External validity is the degree to which findings generalize beyond the specific participants, settings, and times studied. Laboratory experiments with convenience samples and artificial tasks often have lower external validity than naturalistic or community-based studies. Balancing internal and external validity requires strategic trade-offs: tight experimental control strengthens causal inference but may reduce applicability to real-world contexts.
Your prerequisite on internal validity established that a study has internal validity when its design supports a causal inference — when we can attribute the observed outcome to the manipulated variable rather than to confounds. But internal validity only answers "did X cause Y in this study?" External validity asks the harder follow-up: "so what?" — meaning, does the causal relationship found here hold in other places, with other people, at other times? A study can be perfectly internally valid and almost completely non-generalizable, and the history of psychology is full of cautionary examples.

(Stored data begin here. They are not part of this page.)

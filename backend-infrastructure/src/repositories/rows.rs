// ClickHouse row shapes and their mapping onto domain entities

use anyhow::{anyhow, Result};
use clickhouse::Row;
use serde::{Deserialize, Serialize};
use time::OffsetDateTime;

use backend_domain::{
    Anomaly,
    AnomalyType,
    AttendanceRecord,
    DeviceFingerprint,
    Severity,
    VerificationMethod,
    WorkerLocation,
    WorkerProfile,
};

use crate::utils::{from_millis, from_offset, none_if_empty, to_offset};

pub const ATTENDANCE_COLUMNS: &str = "id, worker_id, check_in_time, check_out_time, latitude, longitude, \
device_fingerprint, ip_address, zone, verification_method, is_verified";

pub const LOCATION_COLUMNS: &str = "id, worker_id, latitude, longitude, zone, accuracy, recorded_at";

pub const ANOMALY_COLUMNS: &str = "id, created_at, anomaly_type, severity, title, description, worker_ids, \
attendance_log_ids, zone, latitude, longitude, metadata_json, dedup_key, is_resolved, resolved_at, resolved_by";

pub const DEVICE_COLUMNS: &str = "fingerprint, total_workers_count, flagged, first_seen_at, last_seen_at";

#[derive(Debug, Clone, Serialize, Deserialize, Row)]
pub struct AttendanceLogRow {
    pub id: String,
    pub worker_id: String,
    #[serde(with = "clickhouse::serde::time::datetime64::millis")]
    pub check_in_time: OffsetDateTime,
    pub check_out_time: Option<i64>,
    pub latitude: Option<f64>,
    pub longitude: Option<f64>,
    pub device_fingerprint: String,
    pub ip_address: String,
    pub zone: String,
    pub verification_method: String,
    pub is_verified: bool,
}

/// Attendance row with the worker identity from a `LEFT JOIN workers`.
#[derive(Debug, Clone, Deserialize, Row)]
pub struct JoinedAttendanceRow {
    pub id: String,
    pub worker_id: String,
    #[serde(with = "clickhouse::serde::time::datetime64::millis")]
    pub check_in_time: OffsetDateTime,
    pub check_out_time: Option<i64>,
    pub latitude: Option<f64>,
    pub longitude: Option<f64>,
    pub device_fingerprint: String,
    pub ip_address: String,
    pub zone: String,
    pub verification_method: String,
    pub is_verified: bool,
    pub employee_id: String,
    pub full_name: String,
}

#[derive(Debug, Clone, Serialize, Deserialize, Row)]
pub struct WorkerLocationRow {
    pub id: String,
    pub worker_id: String,
    pub latitude: f64,
    pub longitude: f64,
    pub zone: Option<String>,
    pub accuracy: Option<f64>,
    #[serde(with = "clickhouse::serde::time::datetime64::millis")]
    pub recorded_at: OffsetDateTime,
}

#[derive(Debug, Clone, Serialize, Deserialize, Row)]
pub struct AnomalyRecordRow {
    pub id: String,
    #[serde(with = "clickhouse::serde::time::datetime64::millis")]
    pub created_at: OffsetDateTime,
    pub anomaly_type: String,
    pub severity: String,
    pub title: String,
    pub description: String,
    pub worker_ids: Vec<String>,
    pub attendance_log_ids: Vec<String>,
    pub zone: Option<String>,
    pub latitude: Option<f64>,
    pub longitude: Option<f64>,
    pub metadata_json: String,
    pub dedup_key: String,
    pub is_resolved: bool,
    pub resolved_at: Option<i64>,
    pub resolved_by: Option<String>,
}

#[derive(Debug, Clone, Serialize, Deserialize, Row)]
pub struct DeviceFingerprintRow {
    pub fingerprint: String,
    pub total_workers_count: u32,
    pub flagged: bool,
    #[serde(with = "clickhouse::serde::time::datetime64::millis")]
    pub first_seen_at: OffsetDateTime,
    #[serde(with = "clickhouse::serde::time::datetime64::millis")]
    pub last_seen_at: OffsetDateTime,
}

/// Values outside the known set were written by other clients; they read back as `Other`.
fn read_verification_method(value: &str) -> VerificationMethod {
    value.parse().unwrap_or(VerificationMethod::Other)
}

impl From<&AttendanceRecord> for AttendanceLogRow {
    fn from(record: &AttendanceRecord) -> Self {
        Self {
            id: record.id.clone(),
            worker_id: record.worker_id.clone(),
            check_in_time: to_offset(record.check_in_time),
            check_out_time: record.check_out_time.map(|at| at.timestamp_millis()),
            latitude: record.latitude,
            longitude: record.longitude,
            device_fingerprint: record.fingerprint().unwrap_or_default().to_string(),
            ip_address: record.ip_address.clone().unwrap_or_default(),
            zone: record.zone.clone().unwrap_or_default(),
            verification_method: record.verification_method.as_str().to_string(),
            is_verified: record.is_verified,
        }
    }
}

impl From<AttendanceLogRow> for AttendanceRecord {
    fn from(row: AttendanceLogRow) -> Self {
        Self {
            id: row.id,
            worker_id: row.worker_id,
            check_in_time: from_offset(row.check_in_time),
            check_out_time: row.check_out_time.map(from_millis),
            latitude: row.latitude,
            longitude: row.longitude,
            device_fingerprint: none_if_empty(row.device_fingerprint),
            ip_address: none_if_empty(row.ip_address),
            zone: none_if_empty(row.zone),
            verification_method: read_verification_method(&row.verification_method),
            is_verified: row.is_verified,
            worker: None,
        }
    }
}

impl From<JoinedAttendanceRow> for AttendanceRecord {
    fn from(row: JoinedAttendanceRow) -> Self {
        let worker = if row.employee_id.trim().is_empty() && row.full_name.trim().is_empty() {
            None
        } else {
            Some(WorkerProfile {
                employee_id: row.employee_id,
                full_name: row.full_name,
            })
        };
        Self {
            id: row.id,
            worker_id: row.worker_id,
            check_in_time: from_offset(row.check_in_time),
            check_out_time: row.check_out_time.map(from_millis),
            latitude: row.latitude,
            longitude: row.longitude,
            device_fingerprint: none_if_empty(row.device_fingerprint),
            ip_address: none_if_empty(row.ip_address),
            zone: none_if_empty(row.zone),
            verification_method: read_verification_method(&row.verification_method),
            is_verified: row.is_verified,
            worker,
        }
    }
}

impl From<&WorkerLocation> for WorkerLocationRow {
    fn from(location: &WorkerLocation) -> Self {
        Self {
            id: location.id.clone(),
            worker_id: location.worker_id.clone(),
            latitude: location.latitude,
            longitude: location.longitude,
            zone: location.zone.clone(),
            accuracy: location.accuracy,
            recorded_at: to_offset(location.recorded_at),
        }
    }
}

impl From<WorkerLocationRow> for WorkerLocation {
    fn from(row: WorkerLocationRow) -> Self {
        Self {
            id: row.id,
            worker_id: row.worker_id,
            latitude: row.latitude,
            longitude: row.longitude,
            zone: row.zone,
            accuracy: row.accuracy,
            recorded_at: from_offset(row.recorded_at),
        }
    }
}

impl TryFrom<&Anomaly> for AnomalyRecordRow {
    type Error = anyhow::Error;

    fn try_from(anomaly: &Anomaly) -> Result<Self> {
        Ok(Self {
            id: anomaly.id.clone(),
            created_at: to_offset(anomaly.created_at),
            anomaly_type: anomaly.anomaly_type.as_str().to_string(),
            severity: anomaly.severity.as_str().to_string(),
            title: anomaly.title.clone(),
            description: anomaly.description.clone(),
            worker_ids: anomaly.worker_ids.clone(),
            attendance_log_ids: anomaly.attendance_log_ids.clone(),
            zone: anomaly.zone.clone(),
            latitude: anomaly.latitude,
            longitude: anomaly.longitude,
            metadata_json: serde_json::to_string(&anomaly.metadata)?,
            dedup_key: anomaly.dedup_key.clone(),
            is_resolved: anomaly.is_resolved,
            resolved_at: anomaly.resolved_at.map(|at| at.timestamp_millis()),
            resolved_by: anomaly.resolved_by.clone(),
        })
    }
}

impl TryFrom<AnomalyRecordRow> for Anomaly {
    type Error = anyhow::Error;

    fn try_from(row: AnomalyRecordRow) -> Result<Self> {
        let anomaly_type: AnomalyType = row
            .anomaly_type
            .parse()
            .map_err(|err| anyhow!("anomaly {}: {}", row.id, err))?;
        let severity: Severity = row
            .severity
            .parse()
            .map_err(|err| anyhow!("anomaly {}: {}", row.id, err))?;
        let metadata = if row.metadata_json.trim().is_empty() {
            serde_json::Value::Null
        } else {
            serde_json::from_str(&row.metadata_json)?
        };
        Ok(Self {
            id: row.id,
            created_at: from_offset(row.created_at),
            anomaly_type,
            severity,
            title: row.title,
            description: row.description,
            worker_ids: row.worker_ids,
            attendance_log_ids: row.attendance_log_ids,
            zone: row.zone,
            latitude: row.latitude,
            longitude: row.longitude,
            metadata,
            dedup_key: row.dedup_key,
            is_resolved: row.is_resolved,
            resolved_at: row.resolved_at.map(from_millis),
            resolved_by: row.resolved_by,
        })
    }
}

impl From<DeviceFingerprintRow> for DeviceFingerprint {
    fn from(row: DeviceFingerprintRow) -> Self {
        Self {
            fingerprint: row.fingerprint,
            total_workers_count: row.total_workers_count,
            flagged: row.flagged,
            first_seen_at: from_offset(row.first_seen_at),
            last_seen_at: from_offset(row.last_seen_at),
        }
    }
}

impl From<&DeviceFingerprint> for DeviceFingerprintRow {
    fn from(device: &DeviceFingerprint) -> Self {
        Self {
            fingerprint: device.fingerprint.clone(),
            total_workers_count: device.total_workers_count,
            flagged: device.flagged,
            first_seen_at: to_offset(device.first_seen_at),
            last_seen_at: to_offset(device.last_seen_at),
        }
    }
}

#[cfg(test)]
mod tests {
    use super::*;
    use chrono::{TimeZone, Utc};
    use serde_json::json;

    #[test]
    fn anomaly_row_keeps_metadata_and_resolution() {
        let at = Utc.with_ymd_and_hms(2024, 3, 1, 10, 0, 0).single().expect("ts");
        let mut anomaly = Anomaly::new(
            AnomalyType::SharedDevice,
            Severity::Critical,
            "Shared Ghost Device Detected",
            "10 different workers",
            vec!["W1".to_string()],
        )
        .expect("anomaly")
        .with_metadata(json!({"device_fingerprint": "DEV-X", "total_workers": 10}));
        anomaly.resolve("inspector1", at);

        let row = AnomalyRecordRow::try_from(&anomaly).expect("row");
        assert_eq!(row.anomaly_type, "shared_device");
        assert_eq!(row.severity, "critical");
        assert_eq!(row.resolved_at, Some(at.timestamp_millis()));

        let back = Anomaly::try_from(row).expect("anomaly");
        assert_eq!(back.metadata["total_workers"], 10);
        assert_eq!(back.resolved_by.as_deref(), Some("inspector1"));
        assert_eq!(back.resolved_at, Some(at));
    }

    #[test]
    fn unknown_anomaly_type_is_rejected() {
        let row = AnomalyRecordRow {
            id: "a1".to_string(),
            created_at: OffsetDateTime::UNIX_EPOCH,
            anomaly_type: "time_theft".to_string(),
            severity: "high".to_string(),
            title: String::new(),
            description: "d".to_string(),
            worker_ids: vec!["W1".to_string()],
            attendance_log_ids: Vec::new(),
            zone: None,
            latitude: None,
            longitude: None,
            metadata_json: String::new(),
            dedup_key: String::new(),
            is_resolved: false,
            resolved_at: None,
            resolved_by: None,
        };
        assert!(Anomaly::try_from(row).is_err());
    }

    #[test]
    fn joined_row_without_worker_has_no_profile() {
        let row = JoinedAttendanceRow {
            id: "l1".to_string(),
            worker_id: "W1".to_string(),
            check_in_time: OffsetDateTime::UNIX_EPOCH,
            check_out_time: None,
            latitude: Some(28.7),
            longitude: Some(77.1),
            device_fingerprint: String::new(),
            ip_address: String::new(),
            zone: "Rohini".to_string(),
            verification_method: "face".to_string(),
            is_verified: true,
            employee_id: String::new(),
            full_name: String::new(),
        };
        let record = AttendanceRecord::from(row);
        assert!(record.worker.is_none());
        assert!(record.device_fingerprint.is_none());
        assert_eq!(record.verification_method, VerificationMethod::Face);
        assert_eq!(record.worker_label(), "W1");
    }

    #[test]
    fn unknown_verification_methods_read_back_as_other() {
        assert_eq!(read_verification_method("Manual"), VerificationMethod::Manual);
        assert_eq!(read_verification_method("fingerprint"), VerificationMethod::Other);
    }
}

There are three main threats to external validity. Population validity concerns whether findings generalize from the sample studied to other people. Psychology's most-criticized sampling problem is the WEIRD sample — participants from Western, Educated, Industrialized, Rich, and Democratic societies, often undergraduate students at research universities. Findings from such samples have repeatedly failed to replicate with different populations: the Mueller-Lyer illusion varies across cultures; conformity effects vary by individualist vs. collectivist contexts; even basic memory and perception phenomena show cross-cultural differences. Ecological validity concerns whether the laboratory setting captures the phenomenon as it operates in the real world. A memory study using lists of unrelated words is internally clean but may tell us little about how people remember personally meaningful events. Temporal validity concerns whether findings hold across time — social norms, technology, and cultural contexts change, and phenomena studied in one era may not replicate in another.
The central tension in research design is that the moves that maximize internal validity often threaten external validity, and vice versa. Random assignment to conditions, strict experimental control, standardized stimuli, and laboratory settings all increase confidence in causal inference but introduce artificiality. Naturalistic observation and field research capture behavior in its real context but sacrifice control. This is not a problem with a clean solution — it is a design trade-off that researchers navigate based on the question being asked. If you want to know *whether* a drug can work, a tightly controlled randomized trial is appropriate. If you want to know *whether* it works as prescribed in real clinical practice, you need effectiveness research in natural settings.
Replication is the scientific community's primary tool for establishing external validity over time. A single study, no matter how well designed, makes a narrow generalization claim. A finding that holds across multiple labs, diverse participant populations, varied operationalizations of the key construct, and different cultural contexts is far more likely to reflect a genuine phenomenon. The reproducibility crisis in psychology (many classic findings failed direct replication in large-sample attempts) renewed attention to external validity as distinct from internal validity — and reminded the field that p < .05 in one well-controlled study is only the beginning of the evidential story.